DOWNTOWN LOS ANGELES — Downtown dive bar the King Eddy Saloon has recently been bought by the team behind the Library Bar and Spring Street Bar, ending the decades long reign of the family-owned business.
The historic 5th and Los Angeles watering hole is currently run by 26-year-old Dustin Croick, who took over the bar more than three years ago straight out of college. Croick's father and grandfather had run the location before him, keeping the Downtown dive in the family for decades.
Croick's grandfather, who moved from Chicago to L.A. in the '60s, began buying parking lots in Downtown, and in 1967, bought the King Eddy on 5th and Los Angeles streets.
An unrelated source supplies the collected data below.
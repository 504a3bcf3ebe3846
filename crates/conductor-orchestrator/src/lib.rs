//! Workflow scheduling, agent dispatch and execution.
//!
//! # Main types
//!
//! - [`Orchestrator`] — Definition API and composition root; keeps triggers in sync with stored workflows.
//! - [`ExecutionEngine`] — Runs a workflow's phases and owns the execution record lifecycle.
//! - [`AgentExecutionManager`] — Agent state, statistics, dispatch and capability resolution.
//! - [`Scheduler`] — Cron-based recurring triggers, one per workflow.
//! - [`AgentHandler`] — The opaque work behind an agent.

/// Agent state, statistics and capability resolution.
pub mod agents;
/// Workflow execution engine.
pub mod engine;
/// Agent handler trait and HTTP handler.
pub mod handler;
/// Cron-based workflow scheduler.
pub mod scheduler;
/// Definition API tying the components together.
pub mod service;

pub use agents::{AgentExecutionManager, Resolution};
pub use engine::ExecutionEngine;
pub use handler::{AgentHandler, HttpAgentHandler};
pub use scheduler::{Scheduler, SchedulerConfig, TriggerSchedule, WorkflowLauncher};
pub use service::{Orchestrator, OrchestratorConfig};
use thiserror::Error;

/// A convenience `Result` alias using [`ConductorError`].
pub type ConductorResult<T> = Result<T, ConductorError>;

/// Top-level error type for the orchestration core.
#[derive(Error, Debug)]
pub enum ConductorError {
    /// No workflow is stored under the requested id.
    #[error("Workflow not found: {0}")]
    WorkflowNotFound(String),

    /// A workflow trigger expression could not be parsed.
    #[error("Invalid schedule expression '{expression}': {reason}")]
    InvalidScheduleExpression { expression: String, reason: String },

    /// The agent is already running (or deploying) and rejected the request.
    #[error("Agent busy: {0}")]
    AgentBusy(String),

    /// An agent dispatch or deployment ended in failure.
    #[error("Agent '{agent_id}' execution failed: {reason}")]
    AgentExecutionFailed { agent_id: String, reason: String },

    /// No agent or provider advertises the required capability.
    #[error("No capable agent for capability '{0}'")]
    NoCapableAgent(String),

    /// A workflow step failed; wraps the underlying error.
    #[error("Step '{step}' failed: {source}")]
    StepFailed {
        step: String,
        #[source]
        source: Box<ConductorError>,
    },

    /// The capability provider is not registered or its invocation failed.
    #[error("Provider unavailable: {0}")]
    ProviderUnavailable(String),

    /// No agent is registered under the requested id.
    #[error("Agent not found: {0}")]
    AgentNotFound(String),

    /// The workflow cannot be removed while an execution references it.
    #[error("Workflow '{0}' is referenced by a live execution")]
    WorkflowInUse(String),

    /// Record store failure.
    #[error("Storage error: {0}")]
    Storage(String),

    /// Invalid configuration.
    #[error("Config error: {0}")]
    Config(String),

    /// Notification gateway failure.
    #[error("Gateway error: {0}")]
    Gateway(String),

    /// HTTP transport or status failure.
    #[error("HTTP error: {0}")]
    Http(String),

    /// JSON encoding or decoding failure.
    #[error("JSON error: {0}")]
    Json(#[from] serde_json::Error),

    /// Filesystem failure.
    #[error("IO error: {0}")]
    Io(#[from] std::io::Error),
}

impl ConductorError {
    /// Wrap an error as the failure of the named step.
    pub fn step_failed(step: impl Into<String>, source: ConductorError) -> Self {
        ConductorError::StepFailed {
            step: step.into(),
            source: Box::new(source),
        }
    }

    /// Returns true for [`ConductorError::AgentBusy`].
    pub fn is_busy(&self) -> bool {
        matches!(self, ConductorError::AgentBusy(_))
    }
}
Dustin started coming to the bar with his dad when he was 5 or 6 years old.
"Going to work with your dad was just the coolest thing in the world back then," he said. "I'd actually sit at the bar and try to order beer...I'd actually get a glass of milk or a soda or something."
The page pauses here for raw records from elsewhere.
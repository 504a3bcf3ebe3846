use crate::handler::AgentHandler;
use conductor_capability::CapabilityRegistry;
use conductor_core::{
    Agent, AgentStatus, ConductorError, ConductorResult, Event, EventBus, MetricsSnapshot,
    ProviderStatus, Repository, StepTarget,
};
use parking_lot::Mutex;
use std::collections::HashMap;
use std::sync::Arc;
use std::time::Duration;
use tokio::time::Instant;
use tracing::{info, warn};

/// Outcome of capability resolution.
#[derive(Debug, Clone, PartialEq, Eq)]
pub enum Resolution {
    /// Dispatch to the registered agent with this id.
    Agent(String),
    /// Invoke the capability on this provider.
    Provider(String),
}

struct ManagedAgent {
    agent: Agent,
    handler: Arc<dyn AgentHandler>,
}

/// Owns the authoritative state and statistics of every agent and mediates
/// each dispatch to it.
///
/// One dispatch may be in flight per agent. A second request is rejected
/// with [`ConductorError::AgentBusy`] rather than queued.
pub struct AgentExecutionManager {
    agents: Mutex<HashMap<String, ManagedAgent>>,
    capabilities: Arc<CapabilityRegistry>,
    events: EventBus,
    repository: Option<Repository>,
    dispatch_timeout: Option<Duration>,
}

impl AgentExecutionManager {
    /// Create a manager resolving capabilities against `capabilities`.
    pub fn new(capabilities: Arc<CapabilityRegistry>, events: EventBus) -> Self {
        Self {
            agents: Mutex::new(HashMap::new()),
            capabilities,
            events,
            repository: None,
            dispatch_timeout: None,
        }
    }

    /// Persist agent snapshots after every state change.
    pub fn with_repository(mut self, repository: Repository) -> Self {
        self.repository = Some(repository);
        self
    }

    /// Deadline for a single dispatch or deployment. Expiry counts as a failure.
    pub fn with_dispatch_timeout(mut self, timeout: Duration) -> Self {
        self.dispatch_timeout = Some(timeout);
        self
    }

    /// The registry capability steps fall back to.
    pub fn capabilities(&self) -> &Arc<CapabilityRegistry> {
        &self.capabilities
    }

    /// Register (or replace) an agent. Replacing a busy agent is rejected.
    ///
    /// The agent starts `idle`. Statistics carry over from the live entry or,
    /// after a restart, from the persisted record.
    pub async fn register(
        &self,
        mut agent: Agent,
        handler: Arc<dyn AgentHandler>,
    ) -> ConductorResult<()> {
        let stored = self.stored(&agent.id).await;
        let snapshot = {
            let mut agents = self.agents.lock();
            let live = agents.get(&agent.id).map(|existing| existing.agent.clone());
            if live.as_ref().is_some_and(|a| a.status.is_busy()) {
                return Err(ConductorError::AgentBusy(agent.id.clone()));
            }
            if let Some(previous) = live.or(stored) {
                carry_statistics(&mut agent, &previous);
            }
            agent.status = AgentStatus::Idle;
            let snapshot = agent.clone();
            agents.insert(agent.id.clone(), ManagedAgent { agent, handler });
            snapshot
        };
        info!(agent_id = %snapshot.id, capabilities = ?snapshot.capabilities, "Agent registered");
        self.publish(snapshot).await;
        Ok(())
    }

    /// Remove an agent. Busy agents cannot be removed.
    pub async fn remove(&self, agent_id: &str) -> ConductorResult<bool> {
        {
            let mut agents = self.agents.lock();
            match agents.get(agent_id) {
                Some(entry) if entry.agent.status.is_busy() => {
                    return Err(ConductorError::AgentBusy(agent_id.to_string()));
                }
                Some(_) => {
                    agents.remove(agent_id);
                }
                None => return Ok(false),
            }
        }
        if let Some(repository) = &self.repository {
            if let Err(e) = repository.remove::<Agent>(agent_id).await {
                warn!(agent_id, error = %e, "Failed to remove agent record");
            }
        }
        self.events.publish(Event::MetricsUpdated(self.metrics()));
        Ok(true)
    }

    /// Snapshot of one agent.
    pub fn get(&self, agent_id: &str) -> Option<Agent> {
        self.agents.lock().get(agent_id).map(|e| e.agent.clone())
    }

    /// All agents, ordered by id.
    pub fn list(&self) -> Vec<Agent> {
        let mut all: Vec<Agent> = self.agents.lock().values().map(|e| e.agent.clone()).collect();
        all.sort_by(|a, b| a.id.cmp(&b.id));
        all
    }

    /// Aggregate statistics over every registered agent.
    pub fn metrics(&self) -> MetricsSnapshot {
        let agents = self.agents.lock();
        MetricsSnapshot::from_agents(agents.values().map(|e| &e.agent))
    }

    /// Move a non-running agent through `deploying` and back to `idle`.
    pub async fn deploy(&self, agent_id: &str) -> ConductorResult<()> {
        let (agent, handler) = self.claim(agent_id, AgentStatus::Deploying)?;
        self.publish(agent.clone()).await;
        info!(agent_id, "Deploying agent");

        let result = self.with_deadline(agent_id, handler.deploy(&agent)).await;

        let snapshot = self.release(agent_id, |a| {
            a.status = if result.is_ok() {
                AgentStatus::Idle
            } else {
                AgentStatus::Error
            };
        });
        if let Some(snapshot) = snapshot {
            self.publish(snapshot).await;
        }

        result.map_err(|e| failure(agent_id, e))
    }

    /// Run the agent's work on `input` and update its statistics.
    ///
    /// Blocks the caller until the agent completes, fails or times out.
    pub async fn dispatch(
        &self,
        agent_id: &str,
        input: serde_json::Value,
    ) -> ConductorResult<serde_json::Value> {
        let (agent, handler) = self.claim(agent_id, AgentStatus::Running)?;
        self.publish(agent.clone()).await;

        let start = Instant::now();
        let result = self
            .with_deadline(agent_id, handler.execute(&agent, input))
            .await;
        let latency_ms = start.elapsed().as_secs_f64() * 1000.0;

        let snapshot = self.release(agent_id, |a| {
            a.record_sample(latency_ms, result.is_ok());
            a.status = if result.is_ok() {
                AgentStatus::Idle
            } else {
                AgentStatus::Error
            };
        });
        if let Some(snapshot) = snapshot {
            self.publish(snapshot).await;
        }

        match result {
            Ok(output) => {
                info!(agent_id, latency_ms, "Agent dispatch completed");
                Ok(output)
            }
            Err(e) => {
                warn!(agent_id, latency_ms, error = %e, "Agent dispatch failed");
                Err(failure(agent_id, e))
            }
        }
    }

    /// Pick the agent or provider that should serve `capability`.
    ///
    /// Candidates in `error` are only used when nothing healthy remains. Ties
    /// go to the least-used candidate, agents before providers, then by id.
    pub async fn resolve(&self, capability: &str) -> ConductorResult<Resolution> {
        // (errored, load, kind rank, id)
        let mut candidates: Vec<(bool, u64, u8, Resolution)> = Vec::new();
        let mut busy_agents = 0usize;
        {
            let agents = self.agents.lock();
            for entry in agents.values() {
                let agent = &entry.agent;
                if !agent.has_capability(capability) {
                    continue;
                }
                if agent.status.is_busy() {
                    busy_agents += 1;
                    continue;
                }
                candidates.push((
                    agent.status == AgentStatus::Error,
                    agent.execution_count,
                    0,
                    Resolution::Agent(agent.id.clone()),
                ));
            }
        }
        for provider in self.capabilities.candidates(capability).await {
            candidates.push((
                provider.status == ProviderStatus::Error,
                provider.invocation_count,
                1,
                Resolution::Provider(provider.id),
            ));
        }

        if candidates.is_empty() {
            return Err(if busy_agents > 0 {
                ConductorError::AgentBusy(format!(
                    "all {busy_agents} agent(s) with capability '{capability}' are busy"
                ))
            } else {
                ConductorError::NoCapableAgent(capability.to_string())
            });
        }

        let any_healthy = candidates.iter().any(|c| !c.0);
        candidates
            .into_iter()
            .filter(|c| !any_healthy || !c.0)
            .min_by(|a, b| {
                (a.1, a.2)
                    .cmp(&(b.1, b.2))
                    .then_with(|| resolution_id(&a.3).cmp(resolution_id(&b.3)))
            })
            .map(|c| c.3)
            .ok_or_else(|| ConductorError::NoCapableAgent(capability.to_string()))
    }

    /// Execute one workflow step target.
    pub async fn run_step(
        &self,
        target: &StepTarget,
        input: serde_json::Value,
    ) -> ConductorResult<serde_json::Value> {
        match target {
            StepTarget::Agent { agent_id } => self.dispatch(agent_id, input).await,
            StepTarget::Capability { capability } => match self.resolve(capability).await? {
                Resolution::Agent(agent_id) => self.dispatch(&agent_id, input).await,
                Resolution::Provider(provider_id) => {
                    self.capabilities
                        .invoke(&provider_id, capability, input)
                        .await
                }
            },
        }
    }

    /// Atomically check the agent is free and move it into `status`.
    fn claim(
        &self,
        agent_id: &str,
        status: AgentStatus,
    ) -> ConductorResult<(Agent, Arc<dyn AgentHandler>)> {
        let mut agents = self.agents.lock();
        let entry = agents
            .get_mut(agent_id)
            .ok_or_else(|| ConductorError::AgentNotFound(agent_id.to_string()))?;
        if entry.agent.status.is_busy() {
            return Err(ConductorError::AgentBusy(agent_id.to_string()));
        }
        entry.agent.status = status;
        Ok((entry.agent.clone(), entry.handler.clone()))
    }

    /// Apply the completion update. `None` if the agent was removed meanwhile.
    fn release(&self, agent_id: &str, update: impl FnOnce(&mut Agent)) -> Option<Agent> {
        let mut agents = self.agents.lock();
        agents.get_mut(agent_id).map(|entry| {
            update(&mut entry.agent);
            entry.agent.clone()
        })
    }

    async fn with_deadline<T>(
        &self,
        agent_id: &str,
        work: impl std::future::Future<Output = ConductorResult<T>>,
    ) -> ConductorResult<T> {
        match self.dispatch_timeout {
            Some(deadline) => match tokio::time::timeout(deadline, work).await {
                Ok(result) => result,
                Err(_) => Err(ConductorError::AgentExecutionFailed {
                    agent_id: agent_id.to_string(),
                    reason: format!("timed out after {}ms", deadline.as_millis()),
                }),
            },
            None => work.await,
        }
    }

    async fn stored(&self, agent_id: &str) -> Option<Agent> {
        let repository = self.repository.as_ref()?;
        match repository.load::<Agent>(agent_id).await {
            Ok(agent) => agent,
            Err(e) => {
                warn!(agent_id, error = %e, "Failed to load agent record");
                None
            }
        }
    }

    async fn publish(&self, agent: Agent) {
        if let Some(repository) = &self.repository {
            if let Err(e) = repository.save(&agent).await {
                warn!(agent_id = %agent.id, error = %e, "Failed to persist agent");
            }
        }
        self.events.publish(Event::AgentUpdated(agent));
        self.events.publish(Event::MetricsUpdated(self.metrics()));
    }
}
Years later Croick's father was in a bad car accident, spurring his son's takeover of the bar. Croick's grandfather showed him the ropes quickly, but it took a little longer to convince the regulars that the 23-year-old owner wouldn't ruin their favorite bar by turning it into "every other place Downtown."
The King Eddy began as and has remained: a blue collar, working man's bar, said Croick.
"It has the history," he said. "Not only history-history, but family history."
The bar is decorated in a hodge-podge of neon beer signs, with an indoor smoking area and a pint-sized kitchen that still churns out hot dogs, chicken wings and the like. Drinks are cheap and the bar opens early at 6 a.m. By noon, there's often more than a handful of patrons inside.
"It's different than any other place in Los Angeles... which is something that I take pride in," said Croick. "It's not something that a lot of people would because they come in here and they see a place that's beat up, and it's a rough area -- but you walk in this bar and it's like, once you walk in this bar you forget where you are in Los Angeles."
Recently the entire King Edward Hotel, which hosts the King Eddy, was bought by developers. Although the Croicks were willing to make upgrades to clean up the bar, they could not sign on to the almost million dollar investment that the developers would like to see in the space.
"Anyone in this position would think that I'd have really hard feelings and be pissed about it, but I'm really not," said Croick. In fact, he added, everything's been "very cordial."
"It was just a matter of two different visions," he said.
Croick acknowledged that the "times are changing" in Downtown and that the developers would like to see the new King Eddy reflect some of those shifts -- so the owners of almost 50 years decided it was best to go their own way.
"The King Eddy to me will always be one way, and to change it to something that it's not just isn't something that me nor my family would like to pursue."
But Croick said he trusts new owner Michael Leko and his partners, and believes the new guard will "respect the tradition" of the King Eddy.
"I think if anyone can blend what the King Eddy was, is, and will be, in the right way, I truly truly believe it's Michael and their team," he said.
In addition to the regulars, and the "ball-busting" and greetings of "hey kid how's it going," Croick said he'll miss seeing the bar manager, Bill. He said Bill was like an uncle to him, and has been the "heart and soul" of the place for 30 years.
But the Croick's are embracing the end of their era, and plan on throwing parties and events leading up to their closure.
"Its not a depressing thing, it's something we want to embrace and have a lot of fun with," said Croick.